# What is required
What lines below contain the string "SubmenuId"? List them all.

**** Supplied records ****

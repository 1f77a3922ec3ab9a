use serde::{Deserialize, Serialize};

use crate::application::catalog::{
    CreateDishCommand, CreateMenuCommand, CreateSubmenuCommand, UpdateDishCommand,
    UpdateMenuCommand, UpdateSubmenuCommand,
};
use crate::domain::types::{Discount, DishId, MenuId, Price, SubmenuId};

#[derive(Debug, Deserialize)]
pub struct MenuCreateRequest {
    pub id: Option<String>,
    pub title: String,
    #[serde(default)]
    pub description: String,
}

impl From<MenuCreateRequest> for CreateMenuCommand {
    fn from(request: MenuCreateRequest) -> Self {
        Self {
            id: request.id.map(MenuId::new),
            title: request.title,
            description: request.description,
        }
    }
}

#[derive(Debug, Deserialize)]
pub struct MenuUpdateRequest {
    pub title: Option<String>,
    pub description: Option<String>,
}

impl From<MenuUpdateRequest> for UpdateMenuCommand {
    fn from(request: MenuUpdateRequest) -> Self {
        Self {
            title: request.title,
            description: request.description,
        }
    }
}

#[derive(Debug, Deserialize)]
pub struct SubmenuCreateRequest {
    pub id: Option<String>,
    pub title: String,
    #[serde(default)]
    pub description: String,
}

impl From<SubmenuCreateRequest> for CreateSubmenuCommand {
    fn from(request: SubmenuCreateRequest) -> Self {
        Self {
            id: request.id.map(SubmenuId::new),
            title: request.title,
            description: request.description,
        }
    }
}

#[derive(Debug, Deserialize)]
pub struct SubmenuUpdateRequest {
    pub title: Option<String>,
    pub description: Option<String>,
}

impl From<SubmenuUpdateRequest> for UpdateSubmenuCommand {
    fn from(request: SubmenuUpdateRequest) -> Self {
        Self {
            title: request.title,
            description: request.description,
        }
    }
}

/// Prices arrive as decimal strings (`"12.50"`) and are rounded to cents on parse.
#[derive(Debug, Deserialize)]
pub struct DishCreateRequest {
    pub id: Option<String>,
    pub title: String,
    #[serde(default)]
    pub description: String,
    pub price: Price,
}

impl From<DishCreateRequest> for CreateDishCommand {
    fn from(request: DishCreateRequest) -> Self {
        Self {
            id: request.id.map(DishId::new),
            title: request.title,
            description: request.description,
            price: request.price,
        }
    }
}

#[derive(Debug, Deserialize)]
pub struct DishUpdateRequest {
    pub title: Option<String>,
    pub description: Option<String>,
    pub price: Option<Price>,
}

impl From<DishUpdateRequest> for UpdateDishCommand {
    fn from(request: DishUpdateRequest) -> Self {
        Self {
            title: request.title,
            description: request.description,
            price: request.price,
        }
    }
}

/// Accepts either `"15"` or `15`.
#[derive(Debug, Deserialize)]
#[serde(untagged)]
pub enum DecimalInput {
    Text(String),
    Number(serde_json::Number),
}

impl DecimalInput {
    pub fn as_text(&self) -> String {
        match self {
            DecimalInput::Text(text) => text.clone(),
            DecimalInput::Number(number) => number.to_string(),
        }
    }
}

#[derive(Debug, Deserialize)]
pub struct DiscountRequest {
    pub discount: DecimalInput,
}

impl DiscountRequest {
    pub fn parse(&self) -> Result<Discount, String> {
        self.discount
            .as_text()
            .parse()
            .map_err(|err| format!("discount must be a percentage between 0 and 100: {err}"))
    }
}

#[derive(Debug, Serialize)]
pub struct DeleteResponse {
    pub status: bool,
    pub message: String,
}

impl DeleteResponse {
    pub fn deleted(entity: &str) -> Self {
        Self {
            status: true,
            message: format!("The {entity} has been deleted"),
        }
    }
}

****

# Result of this exercise
use crate::domain::types::{Discount, DishId, MenuId, Price, SubmenuId};
            id: request.id.map(SubmenuId::new),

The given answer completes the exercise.